» **Exercise description**:
Copy all lines below containing "trace".

» **Given records**:
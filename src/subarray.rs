use std::borrow::Borrow;

use crate::error::{check_group, check_positive, check_region, GridError};
use crate::grid::Grid;
use crate::shape::Axis;
use crate::volume::Volume;

impl<T: Clone> Grid<T> {
    /// Returns a grid with the elements of the second grid appended along the x axis.
    ///
    /// # Errors
    ///
    /// Returns `ShapeMismatch` if the heights differ.
    pub fn concat_horizontally(&self, second: &Self) -> crate::Result<Self> {
        if second.height != self.height {
            return Err(GridError::mismatch(Axis::Height, self.height, second.height));
        }

        let mut vec = Vec::with_capacity(self.len() + second.len());

        vec.extend_from_slice(&self.vec);
        vec.extend_from_slice(&second.vec);

        Ok(Self::from_parts(vec, [self.width + second.width, self.height]))
    }

    /// Returns a grid with the elements of the second grid appended along the y axis.
    ///
    /// # Errors
    ///
    /// Returns `ShapeMismatch` if the widths differ.
    pub fn concat_vertically(&self, second: &Self) -> crate::Result<Self> {
        if second.width != self.width {
            return Err(GridError::mismatch(Axis::Width, self.width, second.width));
        }

        let mut vec = Vec::with_capacity(self.len() + second.len());

        for x in 0..self.width {
            vec.extend_from_slice(self.slice_x(x));
            vec.extend_from_slice(second.slice_x(x));
        }

        Ok(Self::from_parts(vec, [self.width, self.height + second.height]))
    }

    /// Returns the region `[x, x + width) x [y, y + height)` of the grid.
    ///
    /// # Errors
    ///
    /// Returns `IndexOutOfRange` naming the origin coordinate if it is past the
    /// grid, or the extent if the region does not fit.
    pub fn crop(&self, x: usize, y: usize, width: usize, height: usize) -> crate::Result<Self> {
        check_region(("x", x), ("width", width), self.width)?;
        check_region(("y", y), ("height", height), self.height)?;

        Ok(self.region(x, y, width, height))
    }

    /// Returns the minor matrix with column `x` and row `y` removed.
    ///
    /// # Errors
    ///
    /// Returns `IndexOutOfRange` if `x` or `y` is not a valid index.
    pub fn minor(&self, x: usize, y: usize) -> crate::Result<Self> {
        if x >= self.width {
            return Err(GridError::out_of_range("x", x, self.width.saturating_sub(1)));
        }

        if y >= self.height {
            return Err(GridError::out_of_range("y", y, self.height.saturating_sub(1)));
        }

        Ok(Self::from_fn(self.width - 1, self.height - 1, |i, j| {
            self[(i + usize::from(i >= x), j + usize::from(j >= y))].clone()
        }))
    }

    /// Returns a grid of the new shape, where elements outside the source are
    /// set to the padding element.
    ///
    /// # Errors
    ///
    /// Returns `InvalidArgument` if an extent is zero.
    pub fn resize(
        &self,
        new_width: usize,
        new_height: usize,
        padding: impl Borrow<T>,
    ) -> crate::Result<Self> {
        check_positive("new_width", new_width)?;
        check_positive("new_height", new_height)?;

        log::trace!("resize {:?} to {:?}", self.dims(), [new_width, new_height]);

        Ok(Self::from_fn(new_width, new_height, |x, y| {
            self.get(x, y).unwrap_or_else(|| padding.borrow()).clone()
        }))
    }

    /// Returns a grid of the new shape, padded with the default value.
    ///
    /// # Errors
    ///
    /// Returns `InvalidArgument` if an extent is zero.
    pub fn resize_default(&self, new_width: usize, new_height: usize) -> crate::Result<Self>
    where
        T: Default,
    {
        self.resize(new_width, new_height, T::default())
    }

    /// Splits the grid into blocks of the given shape.
    ///
    /// Block `(gx, gy)` of the result is the region with origin
    /// `(gx * group_width, gy * group_height)`.
    ///
    /// # Errors
    ///
    /// Returns `InvalidArgument` if a group extent is zero or does not divide the
    /// corresponding grid extent.
    pub fn split(&self, group_width: usize, group_height: usize) -> crate::Result<Grid<Self>> {
        check_group("group_width", group_width, self.width)?;
        check_group("group_height", group_height, self.height)?;

        Ok(Grid::from_fn(self.width / group_width, self.height / group_height, |gx, gy| {
            self.region(gx * group_width, gy * group_height, group_width, group_height)
        }))
    }

    fn region(&self, x: usize, y: usize, width: usize, height: usize) -> Self {
        let mut vec = Vec::with_capacity(width * height);

        for i in x..x + width {
            vec.extend_from_slice(&self.slice_x(i)[y..y + height]);
        }

        Self::from_parts(vec, [width, height])
    }
}

impl<T: Clone> Volume<T> {
    /// Returns a volume with the elements of the second volume appended along the x axis.
    ///
    /// # Errors
    ///
    /// Returns `ShapeMismatch` if the heights or depths differ.
    pub fn concat_x(&self, second: &Self) -> crate::Result<Self> {
        check_extent(Axis::Height, self.height, second.height)?;
        check_extent(Axis::Depth, self.depth, second.depth)?;

        let mut vec = Vec::with_capacity(self.len() + second.len());

        vec.extend_from_slice(&self.vec);
        vec.extend_from_slice(&second.vec);

        Ok(Self::from_parts(vec, [self.width + second.width, self.height, self.depth]))
    }

    /// Returns a volume with the elements of the second volume appended along the y axis.
    ///
    /// # Errors
    ///
    /// Returns `ShapeMismatch` if the widths or depths differ.
    pub fn concat_y(&self, second: &Self) -> crate::Result<Self> {
        check_extent(Axis::Width, self.width, second.width)?;
        check_extent(Axis::Depth, self.depth, second.depth)?;

        let slice = self.height * self.depth;
        let second_slice = second.height * second.depth;
        let mut vec = Vec::with_capacity(self.len() + second.len());

        for x in 0..self.width {
            vec.extend_from_slice(&self.vec[x * slice..(x + 1) * slice]);
            vec.extend_from_slice(&second.vec[x * second_slice..(x + 1) * second_slice]);
        }

        Ok(Self::from_parts(vec, [self.width, self.height + second.height, self.depth]))
    }

    /// Returns a volume with the elements of the second volume appended along the z axis.
    ///
    /// # Errors
    ///
    /// Returns `ShapeMismatch` if the widths or heights differ.
    pub fn concat_z(&self, second: &Self) -> crate::Result<Self> {
        check_extent(Axis::Width, self.width, second.width)?;
        check_extent(Axis::Height, self.height, second.height)?;

        let mut vec = Vec::with_capacity(self.len() + second.len());

        for x in 0..self.width {
            for y in 0..self.height {
                vec.extend_from_slice(self.lane(x, y));
                vec.extend_from_slice(second.lane(x, y));
            }
        }

        Ok(Self::from_parts(vec, [self.width, self.height, self.depth + second.depth]))
    }

    /// Returns the region `[x, x + width) x [y, y + height) x [z, z + depth)`.
    ///
    /// # Errors
    ///
    /// Returns `IndexOutOfRange` naming the origin coordinate if it is past the
    /// volume, or the extent if the region does not fit.
    pub fn crop(
        &self,
        x: usize,
        y: usize,
        z: usize,
        width: usize,
        height: usize,
        depth: usize,
    ) -> crate::Result<Self> {
        check_region(("x", x), ("width", width), self.width)?;
        check_region(("y", y), ("height", height), self.height)?;
        check_region(("z", z), ("depth", depth), self.depth)?;

        Ok(self.region([x, y, z], [width, height, depth]))
    }

    /// Returns a volume of the new shape, where elements outside the source are
    /// set to the padding element.
    ///
    /// # Errors
    ///
    /// Returns `InvalidArgument` if an extent is zero.
    pub fn resize(
        &self,
        new_width: usize,
        new_height: usize,
        new_depth: usize,
        padding: impl Borrow<T>,
    ) -> crate::Result<Self> {
        check_positive("new_width", new_width)?;
        check_positive("new_height", new_height)?;
        check_positive("new_depth", new_depth)?;

        log::trace!("resize {:?} to {:?}", self.dims(), [new_width, new_height, new_depth]);

        Ok(Self::from_fn(new_width, new_height, new_depth, |x, y, z| {
            self.get(x, y, z).unwrap_or_else(|| padding.borrow()).clone()
        }))
    }

    /// Returns a volume of the new shape, padded with the default value.
    ///
    /// # Errors
    ///
    /// Returns `InvalidArgument` if an extent is zero.
    pub fn resize_default(
        &self,
        new_width: usize,
        new_height: usize,
        new_depth: usize,
    ) -> crate::Result<Self>
    where
        T: Default,
    {
        self.resize(new_width, new_height, new_depth, T::default())
    }

    /// Splits the volume into blocks of the given shape.
    ///
    /// # Errors
    ///
    /// Returns `InvalidArgument` if a group extent is zero or does not divide the
    /// corresponding volume extent.
    pub fn split(
        &self,
        group_width: usize,
        group_height: usize,
        group_depth: usize,
    ) -> crate::Result<Volume<Self>> {
        check_group("group_width", group_width, self.width)?;
        check_group("group_height", group_height, self.height)?;
        check_group("group_depth", group_depth, self.depth)?;

        let group = [group_width, group_height, group_depth];

        Ok(Volume::from_fn(
            self.width / group_width,
            self.height / group_height,
            self.depth / group_depth,
            |gx, gy, gz| self.region([gx * group[0], gy * group[1], gz * group[2]], group),
        ))
    }

    fn region(&self, origin: [usize; 3], dims: [usize; 3]) -> Self {
        let [x, y, z] = origin;
        let mut vec = Vec::with_capacity(dims.iter().product());

        for i in x..x + dims[0] {
            for j in y..y + dims[1] {
                vec.extend_from_slice(&self.lane(i, j)[z..z + dims[2]]);
            }
        }

        Self::from_parts(vec, dims)
    }
}

fn check_extent(axis: Axis, expected: usize, found: usize) -> crate::Result<()> {
    if expected != found {
        Err(GridError::mismatch(axis, expected, found))
    } else {
        Ok(())
    }
}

» **Answer section**:
        log::trace!("resize {:?} to {:?}", self.dims(), [new_width, new_height]);
        log::trace!("resize {:?} to {:?}", self.dims(), [new_width, new_height, new_depth]);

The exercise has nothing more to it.